» **Exercise aim**
Count the lines of the listing below where "repository" shows up, and please answer with that number only.

» **Exercise inputs**
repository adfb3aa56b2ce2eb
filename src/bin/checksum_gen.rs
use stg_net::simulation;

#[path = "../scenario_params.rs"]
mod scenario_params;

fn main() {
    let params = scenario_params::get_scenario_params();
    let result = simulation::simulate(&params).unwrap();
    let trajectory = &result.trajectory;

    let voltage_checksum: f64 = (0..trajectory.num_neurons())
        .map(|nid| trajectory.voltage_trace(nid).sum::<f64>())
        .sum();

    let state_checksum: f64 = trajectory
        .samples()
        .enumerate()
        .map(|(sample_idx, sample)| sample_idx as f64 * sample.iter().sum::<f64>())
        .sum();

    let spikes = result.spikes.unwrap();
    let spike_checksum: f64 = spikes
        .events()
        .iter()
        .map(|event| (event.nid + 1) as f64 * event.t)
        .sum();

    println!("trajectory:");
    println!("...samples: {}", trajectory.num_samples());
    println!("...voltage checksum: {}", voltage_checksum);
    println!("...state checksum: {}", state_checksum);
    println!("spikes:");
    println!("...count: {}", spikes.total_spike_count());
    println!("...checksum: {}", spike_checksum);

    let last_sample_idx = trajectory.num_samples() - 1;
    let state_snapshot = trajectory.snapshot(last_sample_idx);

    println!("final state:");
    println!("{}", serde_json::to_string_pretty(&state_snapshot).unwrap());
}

* * *

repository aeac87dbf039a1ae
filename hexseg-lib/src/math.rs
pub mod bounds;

» **Written solution**
2